Previously, I had bunion and floating toe surgery on my left foot. The problems came back although not quite as severe. I want to have surgery on my right foot to correct the bunion and two hammer toes. The doctor has told me they will need to be fused to avoid returning. My question is, will I be able to exercise with fused toes? I know they will not bend however can I jog? Will my gait be different? Should I get a second opinion? The doctor is saying that my foot problems are aggressive so if they are not fused then they will return.



Based on the title of your post, I assume your doctor wants to fuse your bunion AND fuse the second and third toes, so I will base my response on that assumption.

I wish you had included a picture of your foot or even pictures of your x-rays as they would have been very helpful.

Additionally, I would have liked to know how old you are particularly in regards to fusing your bunion. I do gather that you are very active.

In deciding to fuse the bunion joint more so than your hammertoes, a number of issues have to be looked at.

The first is your level of activity. The big toe has to be positioned in a proper position, then fused, so that you can "propel" off the toe as best you can when you ambulate. If not positioned properly, it will give you major issues particularly if you are a runner. (Having said that, I have read comments over the years from people and doctors who state that runners can do very well with a fused big toe joint).

At the very least it will change your gait pattern somewhat, whether or not that becomes an issue remains to be seen.

In my mind, a big toe joint fusion is a procedure reserved for those who are older and more sedentary, but there is certainly arguments against that line of thinking in the medical literature.
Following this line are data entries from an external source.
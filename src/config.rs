use log::warn;

/// Allocation bytes a context may accumulate before its first collection.
pub const DEFAULT_GC_THRESHOLD: usize = 1024 * 1024;

/// Evaluation stack entries allowed per context.
pub const DEFAULT_STACK_LIMIT: usize = 100_000;

/// Nested evaluations, reads and prints allowed per context. Each level
/// costs native stack, so this stays far below what the interpreter thread
/// can hold.
pub const DEFAULT_MAX_DEPTH: usize = 1_000;

/// Tunables for a runtime.
#[derive(Debug, Clone, PartialEq, Eq)]
pub struct RuntimeConfig {
    /// Initial collection threshold of every new context, in bytes.
    pub gc_threshold: usize,
    /// Hard cap on bytes held by all contexts together. Exceeding it after a
    /// collection raises the out-of-memory error.
    pub heap_limit: Option<usize>,
    pub stack_limit: usize,
    /// Deepest nesting of `eval`, list reading and list printing before
    /// "Stack overflow" is raised.
    pub max_depth: usize,
}

impl Default for RuntimeConfig {
    fn default() -> Self {
        RuntimeConfig {
            gc_threshold: DEFAULT_GC_THRESHOLD,
            heap_limit: None,
            stack_limit: DEFAULT_STACK_LIMIT,
            max_depth: DEFAULT_MAX_DEPTH,
        }
    }
}

impl RuntimeConfig {
    /// Defaults overridden by `CINDER_GC_THRESHOLD`, `CINDER_HEAP_LIMIT`,
    /// `CINDER_STACK_LIMIT` and `CINDER_MAX_DEPTH`. Unparseable values are
    /// ignored.
    pub fn from_env() -> Self {
        Self::from_lookup(|key| std::env::var(key).ok())
    }

    fn from_lookup(lookup: impl Fn(&str) -> Option<String>) -> Self {
        let mut config = RuntimeConfig::default();
        if let Some(n) = read_size(&lookup, "CINDER_GC_THRESHOLD") {
            config.gc_threshold = n;
        }
        if let Some(n) = read_size(&lookup, "CINDER_HEAP_LIMIT") {
            config.heap_limit = Some(n);
        }
        if let Some(n) = read_size(&lookup, "CINDER_STACK_LIMIT") {
            config.stack_limit = n;
        }
        if let Some(n) = read_size(&lookup, "CINDER_MAX_DEPTH") {
            config.max_depth = n;
        }
        config
    }
}

fn read_size(lookup: &impl Fn(&str) -> Option<String>, key: &str) -> Option<usize> {
    let raw = lookup(key)?;
    match raw.trim().parse::<usize>() {
        Ok(n) if n > 0 => Some(n),
        _ => {
            warn!("ignoring {}={:?}: expected a positive integer", key, raw);
            None
        }
    }
}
Sometimes the hardware used in maintaining the fusion can be an irritant as well, particularly in active individuals. As you can see there is not much fat around the big toe joint, so hardware will be palpable and may end up being irritated in your shoes.
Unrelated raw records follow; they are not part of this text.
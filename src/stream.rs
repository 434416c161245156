use std::fs::File;
use std::io::{self, BufRead, BufReader};
use std::path::Path;

use log::warn;

/// A source of bytes for the tokenizer.
pub trait ByteStream {
    fn at_end(&mut self) -> bool;

    /// The next byte, or `None` at the end of the stream.
    fn next_byte(&mut self) -> Option<u8>;
}

/// Bytes of an in-memory string.
pub struct StringStream {
    bytes: Vec<u8>,
    pos: usize,
}

impl StringStream {
    pub fn new(source: &str) -> Self {
        StringStream {
            bytes: source.as_bytes().to_vec(),
            pos: 0,
        }
    }
}

impl ByteStream for StringStream {
    fn at_end(&mut self) -> bool {
        self.pos >= self.bytes.len()
    }

    fn next_byte(&mut self) -> Option<u8> {
        let byte = self.bytes.get(self.pos).copied()?;
        self.pos += 1;
        Some(byte)
    }
}

/// Bytes of a file, read through a buffer. A read error ends the stream.
pub struct FileStream {
    reader: BufReader<File>,
}

impl FileStream {
    pub fn open(path: impl AsRef<Path>) -> io::Result<Self> {
        let file = File::open(path)?;
        Ok(FileStream {
            reader: BufReader::new(file),
        })
    }
}

impl ByteStream for FileStream {
    fn at_end(&mut self) -> bool {
        match self.reader.fill_buf() {
            Ok(buf) => buf.is_empty(),
            Err(e) => {
                warn!("read error: {}", e);
                true
            }
        }
    }

    fn next_byte(&mut self) -> Option<u8> {
        if self.at_end() {
            return None;
        }
        let byte = self.reader.fill_buf().ok()?.first().copied()?;
        self.reader.consume(1);
        Some(byte)
    }
}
As you may be gathering, I am not a big fan of bunion fusions as I think there are other procedures out there including implants and joint arthroplasty (Keller bunionectomy) that will afford the same relief but will allow the toe to bend somewhat.

As far as fusion of the hammertoes goes, you have to look at the architecture of toes in relationship to one another. If you stand up and try and flatten your toes as much as possible and your second toe and possibly third toe are much longer than the big toe and fourth toe, then fusing these toes may present an issue as well.

Since they will no longer have the capacity to bend, what generally happens in most people is the end of the toes hit the end of your shoe and create corns at the end of the toes, which for some people can be very painful. I would imagine the potential for this problem will be exacerbated in a runner.

If you are an older individual whose circulation may be on the decline, these corns may breakdown and become either infected or ulcerated which now becomes a problem much worse than the original hammertoes.

So, potentially you are looking at having three toes fused. Without the luxury of actually examining you to see how severe your problem is to begin with, I am having my doubts about the overall success of this line of thinking by your doctor.

So here is my suggestion. Absolutely, get a second opinion, perhaps even a third opinion as you are about to make a decision that will impact your ability to walk (and run) for the rest of your life. Try to see a foot specialist who understands the biomechanics of the foot (the way the foot functions) rather than just some one who is looking at a foot and x-ray and just trying to re-align everything.

If you decide to go ahead with the proposed procedure, ask your doctor what his success rate has been particularly with active runners.

The problem with this type of surgery is it cannot be undone, particularly with bunion fusions as I have always viewed them as a last option, not a first option.